- Required work
Using the listing below, select the lines with the word "replacement" and copy them.

- Data provided
_ _ _ _
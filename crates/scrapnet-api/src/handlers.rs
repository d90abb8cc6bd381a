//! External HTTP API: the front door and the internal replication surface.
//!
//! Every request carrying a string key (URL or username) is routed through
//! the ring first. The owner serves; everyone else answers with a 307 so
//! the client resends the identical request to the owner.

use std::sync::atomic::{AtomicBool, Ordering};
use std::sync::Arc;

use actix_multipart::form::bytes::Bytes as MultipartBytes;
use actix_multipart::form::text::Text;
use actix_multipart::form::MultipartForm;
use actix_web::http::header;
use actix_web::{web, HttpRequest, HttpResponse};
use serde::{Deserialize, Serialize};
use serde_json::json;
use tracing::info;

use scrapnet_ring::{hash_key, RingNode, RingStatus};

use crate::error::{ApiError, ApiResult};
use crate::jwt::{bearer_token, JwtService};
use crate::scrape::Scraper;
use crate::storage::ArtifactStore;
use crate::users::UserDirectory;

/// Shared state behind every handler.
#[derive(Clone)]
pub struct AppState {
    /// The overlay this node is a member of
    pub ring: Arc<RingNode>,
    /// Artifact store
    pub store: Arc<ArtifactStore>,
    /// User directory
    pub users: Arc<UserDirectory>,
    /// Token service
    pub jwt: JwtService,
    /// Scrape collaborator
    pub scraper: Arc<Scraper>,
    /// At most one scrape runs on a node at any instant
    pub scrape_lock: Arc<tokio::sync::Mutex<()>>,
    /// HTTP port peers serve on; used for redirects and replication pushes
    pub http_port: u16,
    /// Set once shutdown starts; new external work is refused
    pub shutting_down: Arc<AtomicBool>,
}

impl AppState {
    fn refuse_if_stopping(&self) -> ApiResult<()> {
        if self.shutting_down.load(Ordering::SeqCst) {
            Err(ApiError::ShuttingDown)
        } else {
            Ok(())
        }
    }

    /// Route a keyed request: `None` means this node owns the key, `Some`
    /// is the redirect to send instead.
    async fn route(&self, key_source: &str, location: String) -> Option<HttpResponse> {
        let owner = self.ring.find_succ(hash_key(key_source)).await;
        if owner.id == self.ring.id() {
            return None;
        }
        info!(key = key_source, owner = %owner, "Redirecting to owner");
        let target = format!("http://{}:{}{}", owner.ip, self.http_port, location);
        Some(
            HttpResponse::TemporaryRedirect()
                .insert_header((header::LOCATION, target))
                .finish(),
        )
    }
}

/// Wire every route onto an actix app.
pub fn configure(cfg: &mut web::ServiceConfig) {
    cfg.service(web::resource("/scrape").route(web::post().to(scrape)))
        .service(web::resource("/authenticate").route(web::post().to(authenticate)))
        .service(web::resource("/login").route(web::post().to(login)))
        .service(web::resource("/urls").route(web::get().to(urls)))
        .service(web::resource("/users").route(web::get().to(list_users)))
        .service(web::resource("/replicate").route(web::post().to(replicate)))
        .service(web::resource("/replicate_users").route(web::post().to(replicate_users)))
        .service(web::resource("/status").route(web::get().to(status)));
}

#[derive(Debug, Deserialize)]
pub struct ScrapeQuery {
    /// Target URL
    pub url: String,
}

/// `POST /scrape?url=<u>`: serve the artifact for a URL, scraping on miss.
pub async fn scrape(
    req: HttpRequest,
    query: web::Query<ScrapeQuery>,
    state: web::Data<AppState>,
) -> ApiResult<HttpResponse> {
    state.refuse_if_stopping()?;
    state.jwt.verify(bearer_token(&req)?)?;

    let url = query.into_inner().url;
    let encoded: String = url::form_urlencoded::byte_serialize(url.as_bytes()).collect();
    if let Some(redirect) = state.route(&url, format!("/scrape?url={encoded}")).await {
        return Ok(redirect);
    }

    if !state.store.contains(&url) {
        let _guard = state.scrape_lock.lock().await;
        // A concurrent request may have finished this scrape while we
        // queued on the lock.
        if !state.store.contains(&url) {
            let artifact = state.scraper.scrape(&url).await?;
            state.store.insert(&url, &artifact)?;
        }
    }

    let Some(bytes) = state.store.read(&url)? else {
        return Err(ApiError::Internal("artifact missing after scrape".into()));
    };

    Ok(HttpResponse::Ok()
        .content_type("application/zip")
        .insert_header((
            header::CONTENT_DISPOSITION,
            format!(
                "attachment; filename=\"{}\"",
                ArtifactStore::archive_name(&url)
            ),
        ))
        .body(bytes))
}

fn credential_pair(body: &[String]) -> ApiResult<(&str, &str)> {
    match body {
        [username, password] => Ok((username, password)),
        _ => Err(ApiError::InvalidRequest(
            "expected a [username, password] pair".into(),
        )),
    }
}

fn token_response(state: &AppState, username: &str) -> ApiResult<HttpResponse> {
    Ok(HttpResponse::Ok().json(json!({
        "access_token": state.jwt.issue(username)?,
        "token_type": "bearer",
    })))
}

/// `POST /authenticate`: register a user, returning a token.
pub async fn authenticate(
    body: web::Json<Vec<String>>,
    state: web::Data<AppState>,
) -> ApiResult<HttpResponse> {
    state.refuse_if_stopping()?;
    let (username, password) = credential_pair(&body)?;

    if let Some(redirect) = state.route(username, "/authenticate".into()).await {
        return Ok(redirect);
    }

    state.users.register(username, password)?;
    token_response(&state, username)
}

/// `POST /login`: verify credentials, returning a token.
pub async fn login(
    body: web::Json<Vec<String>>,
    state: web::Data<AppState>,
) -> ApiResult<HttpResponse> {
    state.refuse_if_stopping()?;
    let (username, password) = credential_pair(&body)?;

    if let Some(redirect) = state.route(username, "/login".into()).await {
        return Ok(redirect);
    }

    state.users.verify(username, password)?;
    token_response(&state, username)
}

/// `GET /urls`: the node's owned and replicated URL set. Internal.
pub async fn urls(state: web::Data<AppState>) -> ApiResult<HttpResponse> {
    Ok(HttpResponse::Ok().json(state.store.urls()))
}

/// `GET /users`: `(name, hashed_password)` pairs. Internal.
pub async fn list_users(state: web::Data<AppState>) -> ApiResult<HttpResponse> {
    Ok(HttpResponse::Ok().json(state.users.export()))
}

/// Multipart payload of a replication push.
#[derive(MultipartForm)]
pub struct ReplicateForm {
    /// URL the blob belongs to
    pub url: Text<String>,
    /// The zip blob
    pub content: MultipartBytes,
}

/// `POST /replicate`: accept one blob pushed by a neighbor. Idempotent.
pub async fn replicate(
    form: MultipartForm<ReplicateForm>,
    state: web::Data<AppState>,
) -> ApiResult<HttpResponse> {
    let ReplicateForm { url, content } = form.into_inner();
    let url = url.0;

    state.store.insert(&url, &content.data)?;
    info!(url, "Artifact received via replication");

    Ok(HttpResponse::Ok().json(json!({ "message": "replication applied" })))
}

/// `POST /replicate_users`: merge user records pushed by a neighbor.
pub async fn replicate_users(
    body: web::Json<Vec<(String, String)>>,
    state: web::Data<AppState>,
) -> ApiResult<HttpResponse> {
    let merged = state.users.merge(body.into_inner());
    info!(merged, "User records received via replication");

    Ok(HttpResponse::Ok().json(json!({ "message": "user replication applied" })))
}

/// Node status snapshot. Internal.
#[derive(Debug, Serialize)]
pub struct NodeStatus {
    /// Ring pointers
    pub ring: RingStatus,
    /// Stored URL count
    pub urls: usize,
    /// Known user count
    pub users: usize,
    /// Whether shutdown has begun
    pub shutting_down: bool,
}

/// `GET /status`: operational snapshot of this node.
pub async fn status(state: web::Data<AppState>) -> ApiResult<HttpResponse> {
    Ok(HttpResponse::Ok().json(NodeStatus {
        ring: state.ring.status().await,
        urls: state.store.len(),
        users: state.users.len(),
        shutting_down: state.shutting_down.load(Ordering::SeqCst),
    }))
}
_ _ _ _
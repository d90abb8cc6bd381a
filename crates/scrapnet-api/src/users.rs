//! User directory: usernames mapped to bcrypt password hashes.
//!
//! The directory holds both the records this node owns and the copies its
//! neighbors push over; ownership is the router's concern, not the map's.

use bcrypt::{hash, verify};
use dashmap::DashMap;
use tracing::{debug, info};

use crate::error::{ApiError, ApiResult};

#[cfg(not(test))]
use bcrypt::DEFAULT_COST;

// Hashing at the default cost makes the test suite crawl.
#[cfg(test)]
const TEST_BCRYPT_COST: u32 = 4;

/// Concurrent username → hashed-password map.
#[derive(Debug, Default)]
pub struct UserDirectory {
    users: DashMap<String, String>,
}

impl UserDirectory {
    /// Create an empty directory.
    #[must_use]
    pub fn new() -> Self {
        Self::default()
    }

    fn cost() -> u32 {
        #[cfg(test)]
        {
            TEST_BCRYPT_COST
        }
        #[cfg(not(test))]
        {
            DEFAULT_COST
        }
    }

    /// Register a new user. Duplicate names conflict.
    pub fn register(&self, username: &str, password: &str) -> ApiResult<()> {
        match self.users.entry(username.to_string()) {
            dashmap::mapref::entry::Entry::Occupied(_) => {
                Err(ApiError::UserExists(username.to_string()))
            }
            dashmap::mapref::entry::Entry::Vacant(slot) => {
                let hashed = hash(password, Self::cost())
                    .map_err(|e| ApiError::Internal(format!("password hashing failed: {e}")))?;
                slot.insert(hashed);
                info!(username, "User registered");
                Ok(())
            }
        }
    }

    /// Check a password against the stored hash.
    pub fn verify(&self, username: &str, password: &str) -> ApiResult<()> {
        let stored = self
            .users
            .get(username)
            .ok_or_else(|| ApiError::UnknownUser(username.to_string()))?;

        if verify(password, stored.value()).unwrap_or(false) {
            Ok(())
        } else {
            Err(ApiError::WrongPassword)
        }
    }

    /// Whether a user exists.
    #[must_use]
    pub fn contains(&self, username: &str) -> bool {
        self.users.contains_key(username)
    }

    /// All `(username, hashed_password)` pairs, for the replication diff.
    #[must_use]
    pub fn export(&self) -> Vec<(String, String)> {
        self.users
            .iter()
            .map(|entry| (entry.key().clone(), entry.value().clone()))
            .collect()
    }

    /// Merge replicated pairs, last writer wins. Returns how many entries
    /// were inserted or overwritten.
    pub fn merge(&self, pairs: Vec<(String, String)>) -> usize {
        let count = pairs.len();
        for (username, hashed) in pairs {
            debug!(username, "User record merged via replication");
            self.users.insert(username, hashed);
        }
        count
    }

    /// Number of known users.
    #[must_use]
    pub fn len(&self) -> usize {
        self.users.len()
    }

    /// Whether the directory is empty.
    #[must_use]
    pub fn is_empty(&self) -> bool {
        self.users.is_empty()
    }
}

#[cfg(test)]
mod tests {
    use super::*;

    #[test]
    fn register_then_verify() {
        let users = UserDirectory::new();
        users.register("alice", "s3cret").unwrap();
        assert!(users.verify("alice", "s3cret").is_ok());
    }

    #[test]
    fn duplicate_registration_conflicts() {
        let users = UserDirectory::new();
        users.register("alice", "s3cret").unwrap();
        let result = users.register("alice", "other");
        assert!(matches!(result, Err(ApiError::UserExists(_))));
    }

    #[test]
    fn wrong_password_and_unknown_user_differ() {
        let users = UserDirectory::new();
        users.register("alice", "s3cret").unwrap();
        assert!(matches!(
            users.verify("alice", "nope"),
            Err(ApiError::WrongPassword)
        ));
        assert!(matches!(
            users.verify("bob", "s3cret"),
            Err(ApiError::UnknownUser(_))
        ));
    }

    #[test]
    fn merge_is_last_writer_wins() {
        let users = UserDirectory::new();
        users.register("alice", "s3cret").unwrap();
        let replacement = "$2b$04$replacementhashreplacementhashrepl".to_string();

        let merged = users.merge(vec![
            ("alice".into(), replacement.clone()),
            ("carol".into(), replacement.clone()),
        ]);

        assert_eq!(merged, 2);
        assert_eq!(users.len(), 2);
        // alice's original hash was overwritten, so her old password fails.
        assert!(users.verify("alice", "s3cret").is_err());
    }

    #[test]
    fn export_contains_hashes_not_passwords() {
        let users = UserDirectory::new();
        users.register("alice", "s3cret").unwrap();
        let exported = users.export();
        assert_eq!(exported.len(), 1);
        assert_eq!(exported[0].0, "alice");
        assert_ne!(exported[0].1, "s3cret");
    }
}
_ _ _ _
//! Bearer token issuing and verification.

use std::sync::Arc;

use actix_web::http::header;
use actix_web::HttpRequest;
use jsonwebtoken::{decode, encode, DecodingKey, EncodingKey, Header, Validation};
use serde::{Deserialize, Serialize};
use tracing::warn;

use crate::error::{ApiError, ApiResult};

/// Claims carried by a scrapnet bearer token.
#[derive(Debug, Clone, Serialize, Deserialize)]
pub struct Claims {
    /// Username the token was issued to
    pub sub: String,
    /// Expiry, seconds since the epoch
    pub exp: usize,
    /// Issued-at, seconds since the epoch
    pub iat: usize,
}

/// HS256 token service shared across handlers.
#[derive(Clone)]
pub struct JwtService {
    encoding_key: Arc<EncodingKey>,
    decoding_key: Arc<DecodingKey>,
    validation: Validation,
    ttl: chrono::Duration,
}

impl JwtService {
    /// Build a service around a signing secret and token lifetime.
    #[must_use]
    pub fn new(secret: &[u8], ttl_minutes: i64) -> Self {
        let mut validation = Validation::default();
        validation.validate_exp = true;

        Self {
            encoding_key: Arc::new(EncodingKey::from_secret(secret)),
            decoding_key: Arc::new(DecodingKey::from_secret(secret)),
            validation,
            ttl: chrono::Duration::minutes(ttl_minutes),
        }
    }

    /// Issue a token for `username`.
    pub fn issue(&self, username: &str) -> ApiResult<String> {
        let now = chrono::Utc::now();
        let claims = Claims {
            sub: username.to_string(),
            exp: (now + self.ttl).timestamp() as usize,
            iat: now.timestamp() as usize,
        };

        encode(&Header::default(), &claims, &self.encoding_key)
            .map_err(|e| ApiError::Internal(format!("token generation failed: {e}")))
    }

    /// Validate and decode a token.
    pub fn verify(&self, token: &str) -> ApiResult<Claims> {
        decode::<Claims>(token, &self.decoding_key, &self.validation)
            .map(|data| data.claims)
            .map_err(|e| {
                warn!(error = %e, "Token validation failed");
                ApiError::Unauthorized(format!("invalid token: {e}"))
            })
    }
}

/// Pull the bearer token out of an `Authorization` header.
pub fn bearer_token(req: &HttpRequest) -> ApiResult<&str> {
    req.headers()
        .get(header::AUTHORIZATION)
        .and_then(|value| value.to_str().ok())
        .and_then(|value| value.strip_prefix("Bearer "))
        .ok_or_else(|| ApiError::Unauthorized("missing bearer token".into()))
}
_ _ _ _
- Response for this exercise
        let replacement = "$2b$04$replacementhashreplacementhashrepl".to_string();
            ("alice".into(), replacement.clone()),
            ("carol".into(), replacement.clone()),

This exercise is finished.